JJB: Maestro, en la nota
que encabeza el libro, dice usted: “La publicación de estos dos poemas es el
testimonio de una frustración: no pude escribir la Oda Tropical
de acuerdo con el proyecto de hace muchos años”, ¿nos podría contar algo de ese
proyecto, de las experiencias de las que surgió y del hecho extraordinario que
un poeta persiga durante casi cuarenta años un poema que le es fundamental?
PELLICER: Hace cerca de
cuarenta años concebí la construcción de un poema que se llamaría Oda
tropical y que se realizaría a base de coros. Coros de los dos sexos.
Entonces yo pondría los cuatro elementos en la zona tropical y de acuerdo con
esos cuatro elementos habría cuatro solistas. Una soprano coloratura para el
Aire. Una soprano dramática para la Tierra. Una soprano menor para el Agua. Un
barítono para el Fuego. Dentro de ellos había un pequeño coro de diez personas,
cinco de cada sexo, que tendrían las voces adecuadas para cada una de las
partes del poema, lo que sería el color de cada uno de los elementos. Esto
estaría, en principio, dirigido por mí. Había calculado el número de versos
para cada elemento y los coros mezclándose a veces en una operación
audiovisual... Pero me sentí frustrado. Pensé luego en un poema sobre el Valle
de México, para equilibrar mi vida de escritor, entregándome a la vivencia
humana en el Valle de México...
JJB: Al final de la Primera Intención
del poema, las Cuatro Voces Fundamentales se confunden con la del poeta.

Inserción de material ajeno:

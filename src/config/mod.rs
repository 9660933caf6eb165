//! Configuration management subsystem.
//!
//! # Data Flow
//! ```text
//! config file (TOML)
//!     → loader.rs (parse & deserialize, env overrides)
//!     → validation.rs (semantic checks)
//!     → CascadeConfig (validated, immutable)
//!     → policy.rs (normalized alternatives / exceptions)
//!     → shared via Arc to all subsystems
//! ```
//!
//! # Design Decisions
//! - Config is immutable once loaded; changes require a restart
//! - All fields have defaults to allow minimal configs
//! - Validation separates syntactic (serde) from semantic checks

pub mod loader;
pub mod policy;
pub mod schema;
pub mod validation;

pub use loader::{load_config, ConfigError};
pub use policy::{Alternative, EndpointPolicy};
pub use schema::{BackendKind, CascadeConfig, LogFormat};
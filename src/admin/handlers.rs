use axum::{extract::State, Json};
use serde::Serialize;

use crate::breaker::Snapshot;
use crate::endpoint::EndpointKey;
use crate::http::server::AppState;
use crate::lifecycle::TaskStats;

#[derive(Serialize)]
pub struct SystemStatus {
    pub version: &'static str,
    pub status: &'static str,
    pub breakers: usize,
    pub subscriptions: usize,
    pub tasks: TaskStats,
}

pub async fn get_status(State(state): State<AppState>) -> Json<SystemStatus> {
    let orchestrator = &state.orchestrator;
    Json(SystemStatus {
        version: env!("CARGO_PKG_VERSION"),
        status: "operational",
        breakers: orchestrator.registry().len(),
        subscriptions: orchestrator.graph().subscriptions().len(),
        tasks: orchestrator.tasks().stats(),
    })
}

/// State and counts of every breaker in this process.
pub async fn get_breakers(State(state): State<AppState>) -> Json<Vec<Snapshot>> {
    Json(state.orchestrator.registry().snapshot())
}

/// Endpoints whose status topic this process consumes.
pub async fn get_subscriptions(State(state): State<AppState>) -> Json<Vec<EndpointKey>> {
    Json(state.orchestrator.graph().subscriptions())
}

Maestro, ¿podrían considerarse ambas intenciones como un camino hacia la
identificación de la voz humana con las naturales, de la vida personal con la
vida de la naturaleza?
PELLICER: Creo que aun
cuando parezca vanidoso ante ustedes, mi convivencia con la naturaleza se dio
cuando yo tenía seis años y vi el mar por primera vez. La impresión que me dio
tiene un motivo de fuerza, después el bosque no alcanzó a darme la salud
primera que me dio el mar. Cuando conocí el bosque mi vida espiritualmente
cambió. El recinto vegetal y el agua han conformado la parte espiritual y la
física de mi ser. Llegué a ser un montañista, aunque de segunda...

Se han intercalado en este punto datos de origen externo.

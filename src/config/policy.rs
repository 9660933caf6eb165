//! Normalized, read-only view of the fallback configuration.
//!
//! Entries are keyed by [`EndpointKey`] built with the same normalizer as
//! live requests, so `GET https://www.a/x/` in the file matches a request
//! for `get http://a/x`.

use std::collections::{HashMap, HashSet};

use crate::config::schema::CascadeConfig;
use crate::endpoint::EndpointKey;
use crate::error::CascadeError;

/// One fallback target.
#[derive(Debug, Clone, PartialEq, Eq)]
pub struct Alternative {
    /// Normalized identity, used for gating and breaker lookup.
    pub key: EndpointKey,
    /// Method to call with (uppercased).
    pub method: String,
    /// URL as configured, used for the actual call.
    pub url: String,
}

/// Alternatives and exceptions by endpoint.
#[derive(Debug, Clone, Default)]
pub struct EndpointPolicy {
    alternatives: HashMap<EndpointKey, Vec<Alternative>>,
    exceptions: HashSet<EndpointKey>,
}

impl EndpointPolicy {
    pub fn from_config(config: &CascadeConfig) -> Result<Self, CascadeError> {
        let mut policy = Self::default();

        for entry in &config.alternative_endpoints {
            let primary = EndpointKey::new(&entry.method, &entry.endpoint)?;
            let mut alternatives = Vec::with_capacity(entry.alternatives.len());
            for alt in &entry.alternatives {
                alternatives.push(Alternative {
                    key: EndpointKey::new(&alt.method, &alt.endpoint)?,
                    method: alt.method.trim().to_uppercase(),
                    url: alt.endpoint.trim().to_string(),
                });
            }
            // A later entry for the same primary replaces the earlier one.
            policy.alternatives.insert(primary, alternatives);
        }

        for entry in &config.exceptions {
            policy
                .exceptions
                .insert(EndpointKey::new(&entry.method, &entry.endpoint)?);
        }

        Ok(policy)
    }

    /// Configured alternatives for `endpoint`, in declared order.
    pub fn alternatives(&self, endpoint: &EndpointKey) -> &[Alternative] {
        self.alternatives
            .get(endpoint)
            .map(Vec::as_slice)
            .unwrap_or_default()
    }

    pub fn is_exception(&self, endpoint: &EndpointKey) -> bool {
        self.exceptions.contains(endpoint)
    }

    /// Every distinct alternative across all primaries.
    pub fn all_alternatives(&self) -> Vec<&Alternative> {
        let mut seen = HashSet::new();
        let mut all: Vec<&Alternative> = self
            .alternatives
            .values()
            .flatten()
            .filter(|alt| seen.insert(alt.key.clone()))
            .collect();
        all.sort_by(|a, b| a.key.cmp(&b.key));
        all
    }
}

Comentó la reportera: “Más
que una presentación fue un diálogo. El joven poeta José Joaquín Blanco se
encargó de hacer las preguntas al autor... El maestro rompió con la seriedad de
las preguntas y habló de los grandes poetas castellanos y latinoamericanos, y
de su convivencia con algunos de ellos, a veces sus maestros, a veces amigos,
como Rubén Darío, Leopoldo Lugones, José Santos Chocano y Díaz Mirón. También
se refirió a Chichén Itzá [y a algún cenote] ‘en cuyas aguas navegaba cuando vi
deslizarse una serpiente llamada nauyaca, considerada como una de las más
terribles del mundo’... El interlocutor
y el autor estuvieron totalmente de acuerdo en la parte final de la conversación:
En una de las últimas estrofas ocurre el momento más dramático del poema: ‘El
drama de la vida se hizo para verse, no para ocultarse’, del que surge un
impulso de gloria y resurrección: el quetzal que retoña del árbol destruido,
dejando el poema abierto a una realidad de esperanza”.
————
* Cheli Zárate: “Charla entre el poeta Carlos Pellicer y José Joaquín
Blanco en torno a Esquemas para una Oda Tropical”, El Día, 27 de agosto
de 1976, Cultura, p. 24; JJB: Crónica de la poesía mexicana,
Guadalajara, Departamento de Bellas Artes de Jalisco, 1977.